Combs, 55, was also fined half a million dollars. Since Combs has served a year in jail already, this sentence means he would be released in about three years. His lawyers wanted him freed immediately and said the time behind bars has already forced his remorse and sobriety.
He was convicted in July of flying his girlfriends and male sex workers around the country to engage in drug-fueled sexual encounters, a practice that happened over many years and in different locations. However, he was acquitted of sex trafficking and racketeering charges that could have put him behind bars for life.
“Why did it happen so long?” U.S. District Judge Arun Subramanian asked as he handed down the sentence. “Because you had the power and the resources to keep it going, and because you weren’t caught.”
Combs showed no visible change of emotion as he learned his sentence, sitting in his chair and looking straight ahead as the judge spoke. He remained subdued afterward and appeared dejected, with none of the enthusiasm and smiles that accompanied his interactions with lawyers and his family earlier in the day.
In a final word before sentencing, Combs told the judge his years of behavior were “disgusting, shameful” and apologized to the people he hurt physically and mentally. He said his acts of domestic violence were a burden he would have to carry for the rest of his life.
His defense lawyers played an 11-minute video in court portraying Combs’ family life, career and philanthropy. At one point during the video, Combs put a hand on his face and began to cry.
His nearly two-month trial in a federal court in Manhattan featured testimony from women who said Combs beat, threatened, sexually assaulted and blackmailed them. Prosecutor Christy Slavik told the judge that sparing Combs serious prison time would excuse years of violence.
“It’s a case about a man who did horrible things to real people to satisfy his own sexual gratification,” she said. “He didn’t need the money. His currency was control.”
Combs was convicted under the Mann Act, which bans transporting people across state lines for prostitution. Defense attorney Jason Driscoll argued the law was misapplied.
Several of Combs’ children pleaded with him for leniency.
His daughters Chance and D’Lila Combs cried as they spoke, with D’Lila saying she feared losing her father after the death of their mother, Kim Porter, in 2018. Six of Combs’ seven children addressed the judge.
“Please, your honor, please,” D’Lila said through tears, “give our family the chance to heal together, to rebuild, to change, to move forward, not as a headline, but as human beings.”
Outside the courthouse, journalists and onlookers swarmed the sidewalks as TV crews stood in a long row across the street, echoing scenes from Combs’ trial.
During testimony at the trial, former girlfriend Casandra “Cassie” Ventura told jurors that Combs ordered her to have “disgusting” sex with strangers hundreds of times during their decade-long relationship. Jurors saw video of him dragging and beating her in a Los Angeles hotel hallway after one such multiday “freak-off.

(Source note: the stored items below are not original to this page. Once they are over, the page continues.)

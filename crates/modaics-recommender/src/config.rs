//! Root configuration for the recommender.
//!
//! # TOML Structure
//!
//! ```toml
//! [catalog]
//! vectors_path = "./assets/Embeddings.json"
//! identifiers_path = "./assets/Filenames.json"
//! expected_dimension = 2048
//!
//! [encoder]
//! model_path = "./models/resnet50/model.safetensors"
//! use_gpu = false
//! resize_policy = "center_crop"
//! resize_short_side = 256
//!
//! [ranking]
//! default_k = 5
//! parallel_threshold = 4096
//! ```
//!
//! Invalid config returns an error. File not found or parse error returns
//! immediately; nothing silently falls back to defaults.

use std::env;
use std::path::{Path, PathBuf};

use serde::{Deserialize, Serialize};

use crate::encoder::{ResizePolicy, ENCODER_IMAGE_SIZE};
use crate::error::{RecommendError, RecommendResult};

// ============================================================================
// CATALOG CONFIG
// ============================================================================

/// Location and shape of the bundled catalog.
#[derive(Debug, Clone, Serialize, Deserialize)]
pub struct CatalogConfig {
    /// JSON file holding `[[f32]]`, one row per item.
    #[serde(default = "default_vectors_path")]
    pub vectors_path: PathBuf,

    /// JSON file holding `[String]`, parallel to `vectors_path`.
    #[serde(default = "default_identifiers_path")]
    pub identifiers_path: PathBuf,

    /// Dimension every catalog row must have. Unchecked when absent.
    #[serde(default)]
    pub expected_dimension: Option<usize>,
}

fn default_vectors_path() -> PathBuf {
    PathBuf::from("./assets/Embeddings.json")
}

fn default_identifiers_path() -> PathBuf {
    PathBuf::from("./assets/Filenames.json")
}

impl Default for CatalogConfig {
    fn default() -> Self {
        Self {
            vectors_path: default_vectors_path(),
            identifiers_path: default_identifiers_path(),
            expected_dimension: None,
        }
    }
}

impl CatalogConfig {
    /// Validate the configuration.
    ///
    /// # Errors
    /// - `ConfigError` if either path is empty
    /// - `ConfigError` if `expected_dimension` is zero
    pub fn validate(&self) -> RecommendResult<()> {
        if self.vectors_path.as_os_str().is_empty() {
            return Err(config_error("vectors_path cannot be empty"));
        }
        if self.identifiers_path.as_os_str().is_empty() {
            return Err(config_error("identifiers_path cannot be empty"));
        }
        if self.expected_dimension == Some(0) {
            return Err(config_error("expected_dimension must be greater than 0"));
        }
        Ok(())
    }
}

// ============================================================================
// ENCODER CONFIG
// ============================================================================

/// Encoder weights and preprocessing settings.
#[derive(Debug, Clone, Serialize, Deserialize)]
pub struct EncoderConfig {
    /// Path to `model.safetensors`, or a directory containing it.
    #[serde(default = "default_model_path")]
    pub model_path: PathBuf,

    /// Run inference on CUDA device 0 when available.
    #[serde(default)]
    pub use_gpu: bool,

    /// How images are brought to the 224x224 input resolution.
    #[serde(default)]
    pub resize_policy: ResizePolicy,

    /// Shorter-side length before the centre crop (`center_crop` only).
    #[serde(default = "default_resize_short_side")]
    pub resize_short_side: u32,
}

fn default_model_path() -> PathBuf {
    PathBuf::from("./models/resnet50/model.safetensors")
}

fn default_resize_short_side() -> u32 {
    256
}

impl Default for EncoderConfig {
    fn default() -> Self {
        Self {
            model_path: default_model_path(),
            use_gpu: false,
            resize_policy: ResizePolicy::default(),
            resize_short_side: default_resize_short_side(),
        }
    }
}

impl EncoderConfig {
    /// Validate the configuration.
    ///
    /// # Errors
    /// - `ConfigError` if `model_path` is empty
    /// - `ConfigError` if `resize_short_side` is smaller than the crop size
    pub fn validate(&self) -> RecommendResult<()> {
        if self.model_path.as_os_str().is_empty() {
            return Err(config_error("model_path cannot be empty"));
        }
        if self.resize_short_side < ENCODER_IMAGE_SIZE {
            return Err(config_error(format!(
                "resize_short_side ({}) must be >= crop size ({})",
                self.resize_short_side, ENCODER_IMAGE_SIZE
            )));
        }
        Ok(())
    }
}

// ============================================================================
// RANKING CONFIG
// ============================================================================

/// Ranking behaviour.
#[derive(Debug, Clone, Serialize, Deserialize)]
pub struct RankingConfig {
    /// Result count used when the caller does not pass one.
    #[serde(default = "default_k")]
    pub default_k: usize,

    /// Catalog size at which scoring switches to the rayon pool.
    #[serde(default = "default_parallel_threshold")]
    pub parallel_threshold: usize,
}

fn default_k() -> usize {
    5
}

fn default_parallel_threshold() -> usize {
    4096
}

impl Default for RankingConfig {
    fn default() -> Self {
        Self {
            default_k: default_k(),
            parallel_threshold: default_parallel_threshold(),
        }
    }
}

impl RankingConfig {
    /// Validate the configuration.
    ///
    /// # Errors
    /// - `ConfigError` if `default_k` is zero
    pub fn validate(&self) -> RecommendResult<()> {
        if self.default_k == 0 {
            return Err(config_error("default_k must be at least 1"));
        }
        Ok(())
    }
}

// ============================================================================
// ROOT CONFIG
// ============================================================================

/// Root configuration for the recommender.
///
/// Load from TOML or use `Default::default()` for development.
#[derive(Debug, Clone, Default, Serialize, Deserialize)]
pub struct RecommenderConfig {
    #[serde(default)]
    pub catalog: CatalogConfig,

    #[serde(default)]
    pub encoder: EncoderConfig,

    #[serde(default)]
    pub ranking: RankingConfig,
}

impl RecommenderConfig {
    /// Load configuration from a TOML file.
    ///
    /// # Errors
    /// - `ConfigError` if the file cannot be read or TOML parsing fails
    pub fn from_file(path: impl AsRef<Path>) -> RecommendResult<Self> {
        let path = path.as_ref();

        let contents = std::fs::read_to_string(path).map_err(|e| {
            config_error(format!(
                "Failed to read config file '{}': {}",
                path.display(),
                e
            ))
        })?;

        toml::from_str(&contents).map_err(|e| {
            config_error(format!(
                "Failed to parse TOML in '{}': {}",
                path.display(),
                e
            ))
        })
    }

    /// Validate all sections, returning the first error found.
    ///
    /// # Errors
    /// - `ConfigError` prefixed with the offending section name
    pub fn validate(&self) -> RecommendResult<()> {
        self.catalog
            .validate()
            .map_err(|e| config_error(format!("[catalog] {}", e)))?;
        self.encoder
            .validate()
            .map_err(|e| config_error(format!("[encoder] {}", e)))?;
        self.ranking
            .validate()
            .map_err(|e| config_error(format!("[ranking] {}", e)))?;
        Ok(())
    }

    /// Apply environment variable overrides. Prefix: `MODAICS_`
    ///
    /// | Variable | Config Path | Type |
    /// |----------|-------------|------|
    /// | `MODAICS_VECTORS_PATH` | `catalog.vectors_path` | path |
    /// | `MODAICS_IDENTIFIERS_PATH` | `catalog.identifiers_path` | path |
    /// | `MODAICS_MODEL_PATH` | `encoder.model_path` | path |
    /// | `MODAICS_USE_GPU` | `encoder.use_gpu` | bool |
    /// | `MODAICS_DEFAULT_K` | `ranking.default_k` | usize |
    ///
    /// Values that fail to parse are ignored.
    #[must_use]
    pub fn with_env_overrides(mut self) -> Self {
        if let Ok(val) = env::var("MODAICS_VECTORS_PATH") {
            self.catalog.vectors_path = PathBuf::from(val);
        }
        if let Ok(val) = env::var("MODAICS_IDENTIFIERS_PATH") {
            self.catalog.identifiers_path = PathBuf::from(val);
        }
        if let Ok(val) = env::var("MODAICS_MODEL_PATH") {
            self.encoder.model_path = PathBuf::from(val);
        }
        if let Ok(val) = env::var("MODAICS_USE_GPU") {
            if let Ok(b) = val.parse::<bool>() {
                self.encoder.use_gpu = b;
            }
        }
        if let Ok(val) = env::var("MODAICS_DEFAULT_K") {
            if let Ok(n) = val.parse::<usize>() {
                self.ranking.default_k = n;
            }
        }
        self
    }

    /// Parse configuration from a TOML string.
    ///
    /// # Errors
    /// - `ConfigError` if TOML parsing fails
    pub fn from_toml_str(toml: &str) -> RecommendResult<Self> {
        toml::from_str(toml).map_err(|e| config_error(format!("Failed to parse TOML: {}", e)))
    }

    /// Serialize configuration to a TOML string.
    ///
    /// # Errors
    /// - `ConfigError` if serialization fails
    pub fn to_toml_string(&self) -> RecommendResult<String> {
        toml::to_string_pretty(self)
            .map_err(|e| config_error(format!("Failed to serialize to TOML: {}", e)))
    }
}

fn config_error(message: impl Into<String>) -> RecommendError {
    RecommendError::ConfigError {
        message: message.into(),
    }
}

// ============================================================================
// TESTS
// ============================================================================

#[cfg(test)]
mod tests {
    use super::*;
    use std::io::Write;
    use std::sync::Mutex;
    use tempfile::NamedTempFile;

    // Env-var tests mutate process state.
    static ENV_LOCK: Mutex<()> = Mutex::new(());

    #[test]
    fn test_default_config_validates() {
        let config = RecommenderConfig::default();
        assert!(config.validate().is_ok());
        assert_eq!(config.ranking.default_k, 5);
        assert_eq!(config.encoder.resize_short_side, 256);
        assert_eq!(config.encoder.resize_policy, ResizePolicy::CenterCrop);
        assert!(config.catalog.expected_dimension.is_none());
    }

    #[test]
    fn test_zero_default_k_fails() {
        let mut config = RecommenderConfig::default();
        config.ranking.default_k = 0;
        let err = config.validate().unwrap_err();
        assert!(err.to_string().contains("[ranking]"));
    }

    #[test]
    fn test_short_side_below_crop_fails() {
        let mut config = RecommenderConfig::default();
        config.encoder.resize_short_side = 200;
        let err = config.validate().unwrap_err();
        assert!(err.to_string().contains("[encoder]"));
        assert!(err.to_string().contains("200"));
    }

    #[test]
    fn test_zero_expected_dimension_fails() {
        let mut config = RecommenderConfig::default();
        config.catalog.expected_dimension = Some(0);
        let err = config.validate().unwrap_err();
        assert!(err.to_string().contains("[catalog]"));
    }

    #[test]
    fn test_from_toml_str_partial_config() {
        let toml = r#"
            [catalog]
            vectors_path = "/data/vectors.json"
            expected_dimension = 2048

            [encoder]
            resize_policy = "stretch"
        "#;
        let config = RecommenderConfig::from_toml_str(toml).unwrap();
        assert_eq!(config.catalog.vectors_path, PathBuf::from("/data/vectors.json"));
        assert_eq!(config.catalog.expected_dimension, Some(2048));
        assert_eq!(config.encoder.resize_policy, ResizePolicy::Stretch);
        assert_eq!(config.ranking.default_k, 5);
    }

    #[test]
    fn test_from_toml_str_invalid_fails() {
        let result = RecommenderConfig::from_toml_str("invalid { toml } content");
        assert!(result.unwrap_err().to_string().contains("TOML"));
    }

    #[test]
    fn test_serde_roundtrip_toml() {
        let mut original = RecommenderConfig::default();
        original.catalog.expected_dimension = Some(2048);
        original.ranking.default_k = 8;
        let toml_str = original.to_toml_string().unwrap();
        let restored = RecommenderConfig::from_toml_str(&toml_str).unwrap();
        assert_eq!(restored.catalog.expected_dimension, Some(2048));
        assert_eq!(restored.ranking.default_k, 8);
    }

    #[test]
    fn test_from_file_success() {
        let mut file = NamedTempFile::new().unwrap();
        writeln!(file, "[ranking]").unwrap();
        writeln!(file, "default_k = 12").unwrap();

        let config = RecommenderConfig::from_file(file.path()).unwrap();
        assert_eq!(config.ranking.default_k, 12);
    }

    #[test]
    fn test_from_file_missing_returns_config_error() {
        let err = RecommenderConfig::from_file("/nonexistent/path/modaics.toml").unwrap_err();
        match err {
            RecommendError::ConfigError { message } => assert!(message.contains("nonexistent")),
            other => panic!("Expected ConfigError, got {:?}", other),
        }
    }

    #[test]
    fn test_from_file_empty_uses_defaults() {
        let file = NamedTempFile::new().unwrap();
        let config = RecommenderConfig::from_file(file.path()).unwrap();
        assert_eq!(config.ranking.parallel_threshold, 4096);
    }

    #[test]
    fn test_env_override_paths_and_k() {
        let _guard = ENV_LOCK.lock().unwrap();
        env::set_var("MODAICS_MODEL_PATH", "/custom/resnet.safetensors");
        env::set_var("MODAICS_DEFAULT_K", "9");
        let config = RecommenderConfig::default().with_env_overrides();
        env::remove_var("MODAICS_MODEL_PATH");
        env::remove_var("MODAICS_DEFAULT_K");

        assert_eq!(
            config.encoder.model_path,
            PathBuf::from("/custom/resnet.safetensors")
        );
        assert_eq!(config.ranking.default_k, 9);
    }

    #[test]
    fn test_env_override_invalid_value_ignored() {
        let _guard = ENV_LOCK.lock().unwrap();
        env::set_var("MODAICS_USE_GPU", "not_a_bool");
        let config = RecommenderConfig::default().with_env_overrides();
        env::remove_var("MODAICS_USE_GPU");

        assert!(!config.encoder.use_gpu);
    }
}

Another woman, identified as “ Jane,” testified she was pressured into sex with male workers during drug-fueled “hotel nights” while Combs watched and sometimes filmed.
The only accuser scheduled to speak Friday, a former assistant known as “Mia,” withdrew after defense objections. She has accused Combs of raping her in 2010 and asked the judge for a sentence that reflects “the ongoing danger my abuser poses.”
Prosecutors also introduced testimony at the trial about other alleged violence. One of Cassie’s friends said Combs dangled her from 17th-floor balcony. Rapper Kid Cudi said Combs broke into his home after learning he was dating Cassie.
In a letter to the judge Thursday, Combs wrote: “The old me died in jail and a new version of me was reborn,” promising he would never commit another crime. At a hearing last week, Combs told his mother and children he was “getting closer to going home.”
Cassie, in her own letter, described him as an abuser who “will always be the same cruel, power-hungry, manipulative man that he is.”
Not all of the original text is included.